EXERCISE:
Search the entries for lines that contain the word "SnapshotJson", and report each one found.

Stored data entries
impl HostHandle {
    /// Restore, catch up, and start the host task.
    ///
    /// Restore and catch-up run before this returns, so a successful spawn
    /// means the projection is current with the log.
    ///
    /// # Errors
    ///
    /// Returns an error if the initial restore or catch-up fails.
    pub async fn spawn<P, G, ES, SS, BA>(
        mut host: ProjectionHost<P, G>,
        event_store: ES,
        snapshots: SS,
        blobs: BA,
    ) -> Result<Self, HostError>
    where
        P: TagProjector,
        G: TagGroup,
        ES: EventStore + 'static,
        SS: SnapshotStore + 'static,
        BA: BlobAccessor + 'static,
    {
        host.restore_from(&snapshots, &blobs).await?;
        host.catch_up_from(&event_store).await?;

        let (commands, mut commands_rx) = mpsc::channel(256);
        let (stop_tx, mut stop_rx) = oneshot::channel();
        let snapshots = Arc::new(snapshots);
        let blobs = Arc::new(blobs);

        let task = tokio::spawn(async move {
            type PersistReply = oneshot::Sender<Result<PersistOutcome, HostError>>;
            let (persist_tx, mut persist_rx) =
                mpsc::channel::<(PersistJob, Result<(), HostError>, PersistReply)>(8);

            loop {
                tokio::select! {
                    biased;
                    _ = &mut stop_rx => {
                        tracing::debug!(projector = P::NAME, "projection host stopping");
                        break;
                    }
                    Some((job, result, reply)) = persist_rx.recv() => {
                        let _ = reply.send(host.complete_persist(job, result));
                    }
                    command = commands_rx.recv() => {
                        let Some(command) = command else {
                            tracing::debug!(projector = P::NAME, "all handles dropped");
                            break;
                        };
                        match command {
                            Command::Apply(event) => host.apply_event(&event),
                            Command::Status(reply) => {
                                let _ = reply.send(host.status());
                            }
                            Command::Stats(reply) => {
                                let _ = reply.send(host.delivery_statistics());
                            }
                            Command::Persist(reply) => match host.begin_persist() {
                                // Store writes run off-task so event
                                // application never queues behind persist
                                // I/O; completion comes back through the
                                // persist channel.
                                Ok(job) => {
                                    let snapshots = Arc::clone(&snapshots);
                                    let blobs = Arc::clone(&blobs);
                                    let completions = persist_tx.clone();
                                    tokio::spawn(async move {
                                        let result =
                                            write_snapshot(&job, &*snapshots, &*blobs).await;
                                        let _ = completions.send((job, result, reply)).await;
                                    });
                                }
                                Err(error) => {
                                    let _ = reply.send(Err(error));
                                }
                            },
                            Command::Refresh(reply) => {
                                let _ = reply.send(host.refresh(&event_store).await);
                            }
                            Command::OverwriteVersion(version, reply) => {
                                let _ = reply
                                    .send(host.overwrite_persisted_version(&*snapshots, &version).await);
                            }
                            Command::SnapshotJson(include_unsafe, reply) => {
                                let _ = reply.send(host.snapshot_json(include_unsafe));
                            }
                            Command::IsReceived(marker, reply) => {
                                let _ = reply.send(host.is_id_received(&marker));
                            }
                        }
                    }
                }
            }

            // Let any in-flight persist land before the final snapshot.
            while host.persist_in_progress {
                let Some((job, result, reply)) = persist_rx.recv().await else {
                    break;
                };
                let _ = reply.send(host.complete_persist(job, result));
            }

            // Best-effort final snapshot.
            host.request_deactivation();
            if let Err(error) = host.persist_state(&*snapshots, &*blobs).await {
                tracing::warn!(
                    projector = P::NAME,
                    %error,
                    "failed to persist snapshot during deactivation"
                );
            }
        });

        Ok(Self {
            commands,
            stop_tx: Some(stop_tx),
            task,
        })
    }

    /// Deliver one event to the host.
    ///
    /// # Errors
    ///
    /// Returns [`HostError::HostStopped`] if the task has stopped.
    pub async fn apply(&self, event: Event) -> Result<(), HostError> {
        self.commands
            .send(Command::Apply(event))
            .await
            .map_err(|_| HostError::HostStopped)
    }

    /// # Errors
    ///
    /// Returns [`HostError::HostStopped`] if the task has stopped.
    pub async fn status(&self) -> Result<HostStatus, HostError> {
        self.request(Command::Status).await
    }

    /// # Errors
    ///
    /// Returns [`HostError::HostStopped`] if the task has stopped.
    pub async fn delivery_statistics(&self) -> Result<DeliveryStatistics, HostError> {
        self.request(Command::Stats).await
    }

    /// Persist the current safe view.
    ///
    /// The snapshot is serialized in the host's turn but the store writes
    /// run on a separate task, so event application continues while the
    /// write is in flight. A second persist issued before the write lands
    /// fails with [`HostError::PersistInProgress`].
    ///
    /// # Errors
    ///
    /// Returns the host's persist error, or [`HostError::HostStopped`].
    pub async fn persist(&self) -> Result<PersistOutcome, HostError> {
        self.request(Command::Persist).await?
    }

    /// Re-read the feed tail.
    ///
    /// # Errors
    ///
    /// Returns the host's refresh error, or [`HostError::HostStopped`].
    pub async fn refresh(&self) -> Result<usize, HostError> {
        self.request(Command::Refresh).await?
    }

    /// Relabel the persisted snapshot with a new projector version.
    ///
    /// # Errors
    ///
    /// Returns [`HostError::NoEnvelope`] when nothing is persisted, or
    /// [`HostError::HostStopped`].
    pub async fn overwrite_persisted_version(
        &self,
        new_version: impl Into<String>,
    ) -> Result<(), HostError> {
        let version = new_version.into();
        self.request(|reply| Command::OverwriteVersion(version, reply))
            .await?
    }

    /// Render the projection as JSON.
    ///
    /// # Errors
    ///
    /// Returns the host's encoding error, or [`HostError::HostStopped`].
    pub async fn snapshot_json(&self, include_unsafe: bool) -> Result<serde_json::Value, HostError> {
        self.request(|reply| Command::SnapshotJson(include_unsafe, reply))
            .await?
    }

    /// Whether an event at `marker` has been applied.
    ///
    /// # Errors
    ///
    /// Returns [`HostError::HostStopped`] if the task has stopped.
    pub async fn is_id_received(&self, marker: &SortableUniqueId) -> Result<bool, HostError> {
        let marker = marker.clone();
        self.request(|reply| Command::IsReceived(marker, reply))
            .await
    }

    /// Wait until an event at `marker` has been applied.
    ///
    /// # Errors
    ///
    /// Returns [`HostError::WaitTimeout`] if the marker does not arrive in
    /// time, or [`HostError::HostStopped`].
    pub async fn wait_for(
        &self,
        marker: &SortableUniqueId,
        timeout: Duration,
    ) -> Result<(), HostError> {
        let wait = async {
            loop {
                if self.is_id_received(marker).await? {
                    return Ok(());
                }
                tokio::time::sleep(WAIT_POLL_INTERVAL).await;
            }
        };
        match tokio::time::timeout(timeout, wait).await {
            Ok(result) => result,
            Err(_) => Err(HostError::WaitTimeout {
                marker: marker.clone(),
            }),
        }
    }

    /// Stop the host gracefully, persisting a final snapshot.
    ///
    /// # Errors
    ///
    /// Returns [`HostError::HostStopped`] if the task panicked.
    pub async fn deactivate(mut self) -> Result<(), HostError> {
        if let Some(stop) = self.stop_tx.take() {
            let _ = stop.send(());
        }
        self.task.await.map_err(|_| HostError::HostStopped)
    }

    #[must_use]
    pub fn is_running(&self) -> bool {
        !self.task.is_finished()
    }

    async fn request<T>(
        &self,
        command: impl FnOnce(oneshot::Sender<T>) -> Command,
    ) -> Result<T, HostError> {
        let (reply_tx, reply_rx) = oneshot::channel();
        self.commands
            .send(command(reply_tx))
            .await
            .map_err(|_| HostError::HostStopped)?;
        reply_rx.await.map_err(|_| HostError::HostStopped)
    }
}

EXPECTED ANSWER:
                            Command::SnapshotJson(include_unsafe, reply) => {
        self.request(|reply| Command::SnapshotJson(include_unsafe, reply))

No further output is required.